Madison Funds, an investment management firm, mentioned Aflac Incorporated (NYSE: AFL) in its second-quarter 2021 investor letter. Here’s what they said:

“This quarter we are highlighting Aflac (AFL) as a relative yield example in the Financial sector. AFL is a leading provider of life and supplemental medical insurance in Japan and the U.S. AFL products offer financial protection against loss of income for policy holders based on qualifying health events. Aflac Japan generates approximately 70% of total revenues, and the company has dominant market share in Japan. In the U.S., AFL provides voluntary insurance for policy holders at businesses with products sold through payroll deduction by its large sales force which sells primarily through face-to-face interactions. We believe AFL’s dominant market position in Japan and its large U.S. sales force create a sustainable competitive advantage for the company.

Our thesis on AFL is that its sales will recover from the impact of the COVID pandemic, and it will return significant amount of capital to shareholders. Sales were negatively impacted in both Japan and the U.S. but appear to be in early stages of recovering. We believe sales will improve further as economies open and new products are introduced in Japan. In the U.S., agents will be able to return to face-to-face interactions as people get vaccinated, something that was restricted last year.

In terms of capital returns, AFL committed to returning $8-9 billion between 2020-2022, which is expected to be 75% of operating earnings. The company returns capital via share buybacks and dividend increases. AFL is a Dividend Aristocrat that has increased its dividend 39 years in a row including 10% annually over the last five years; it also recently announced an 18% dividend increase. Other favorable attributes include an A- rated balance sheet by Standard and Poor’s and an attractive valuation with a relative yield near the high end of its historical range.
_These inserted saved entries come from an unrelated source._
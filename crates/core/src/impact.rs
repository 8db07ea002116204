use fixedbitset::FixedBitSet;

/// The set of dimensions assumed to have changed since the last contraction.
///
/// Contractors use it to skip propagation through variables that did not
/// move. Passing a full set is always sound, only slower.
#[derive(Debug, Clone, PartialEq, Eq)]
pub struct Impact {
    bits: FixedBitSet,
}

impl Impact {
    /// Creates an empty impact set over `n` dimensions.
    #[must_use]
    pub fn none(n: usize) -> Self {
        Self {
            bits: FixedBitSet::with_capacity(n),
        }
    }

    /// Creates an impact set containing all `n` dimensions.
    #[must_use]
    pub fn all(n: usize) -> Self {
        let mut impact = Self::none(n);
        impact.fill();
        impact
    }

    /// Returns the number of dimensions the set ranges over.
    #[must_use]
    pub fn dim(&self) -> usize {
        self.bits.len()
    }

    /// Adds dimension `i`.
    ///
    /// # Panics
    ///
    /// Panics if `i` is out of range.
    pub fn add(&mut self, i: usize) {
        self.bits.insert(i);
    }

    /// Removes dimension `i`.
    ///
    /// # Panics
    ///
    /// Panics if `i` is out of range.
    pub fn remove(&mut self, i: usize) {
        self.bits.set(i, false);
    }

    /// Adds every dimension.
    pub fn fill(&mut self) {
        self.bits.insert_range(..);
    }

    /// Removes every dimension.
    pub fn clear(&mut self) {
        self.bits.clear();
    }

    /// Returns `true` if dimension `i` is in the set.
    #[must_use]
    pub fn contains(&self, i: usize) -> bool {
        self.bits.contains(i)
    }

    /// Returns how many dimensions are in the set.
    #[must_use]
    pub fn count(&self) -> usize {
        self.bits.count_ones(..)
    }

    /// Returns `true` if no dimension is in the set.
    #[must_use]
    pub fn is_clear(&self) -> bool {
        self.count() == 0
    }

    /// Returns `true` if every dimension is in the set.
    #[must_use]
    pub fn is_full(&self) -> bool {
        self.count() == self.dim()
    }

    /// Iterates over the dimensions in the set, in increasing order.
    pub fn iter(&self) -> impl Iterator<Item = usize> + '_ {
        self.bits.ones()
    }
}
use std::convert::Infallible;

use paver_core::{Contractor, Impact, Interval, IntervalBox};

/// Contracts boxes onto the disk `x² + y² ≤ r²` by forward-backward
/// propagation through the constraint's expression tree.
#[derive(Debug, Clone, Copy, PartialEq)]
pub struct Disk {
    pub radius: f64,
}

impl Contractor for Disk {
    type Error = Infallible;

    fn nb_var(&self) -> usize {
        2
    }

    fn contract(&mut self, bx: &mut IntervalBox, _impact: &Impact) -> Result<(), Self::Error> {
        let (x, y) = (bx[0], bx[1]);

        // Forward: evaluate each node over the box.
        let x2 = x.sqr();
        let y2 = y.sqr();
        let sum = (x2 + y2).intersect(&Interval::new(0.0, self.radius * self.radius));
        if sum.is_empty() {
            bx.set_empty();
            return Ok(());
        }

        // Backward: project the narrowed sum onto each variable.
        let x2 = x2.intersect(&(sum - y2));
        let y2 = y2.intersect(&(sum - x2));
        bx[0] = sqr_inverse(x, x2);
        bx[1] = sqr_inverse(y, y2);
        if bx.is_empty() {
            bx.set_empty();
        }
        Ok(())
    }
}

/// Narrows `x` to the values whose square lies in `square`.
fn sqr_inverse(x: Interval, square: Interval) -> Interval {
    let root = square.sqrt();
    x.intersect(&root).hull(&x.intersect(&-root))
}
We believe its valuation is cheap with its forward expected Price/Earnings (P/E) ratio just 9x and a relative P/E of 0.4x versus the S&P 500 despite an industry leading return on equity. At the time of purchase, AFL had a dividend yield of 2.5% and its relative dividend yield vs. the S&P 500 was 1.8x, as shown. Some risks to the thesis include a prolonged economic downturn, loss of market share due to unsuccessful new product roll outs and potential losses in its investment portfolio.”

1. Cincinnati Financial Corporation (NASDAQ: CINF)

Number of Hedge Fund Holders: 22
Dividend Yield: 2.06%
Number of Years of Consistent Dividend Increases: 60

Payout Ratio: 13.9%

Cincinnati Financial Corporation (NASDAQ: CINF) offers property-casualty insurance products in America. It operates through its Commercial Lines Insurance, Personal Lines Insurance, Excess and Surplus Lines Insurance, Life Insurance, and Investments segments, and ranks 1st on our list of dividend aristocrats with payout ratio less than 55%.

Wolfe Research holds an Outperform rating on shares of Cincinnati Financial Corporation (NASDAQ: CINF), alongside a price target of $148 as of this August.

In the second quarter of 2021, Cincinnati Financial Corporation (NASDAQ: CINF) had an EPS of $1.79, beating estimates by $0.81. The company’s revenue was $2.29 billion, also beating estimates by $578.93 million. Cincinnati Financial Corporation (NASDAQ: CINF) has gained 22.97% in the past 6 months and 47.22% year to date.

By the end of the second quarter of 2021, 22 hedge funds out of the 873 tracked by Insider Monkey held stakes in Cincinnati Financial Corporation (NASDAQ: CINF) worth roughly $780 million. This is compared to 22 hedge funds in the previous quarter with a total stake value of approximately $886 million.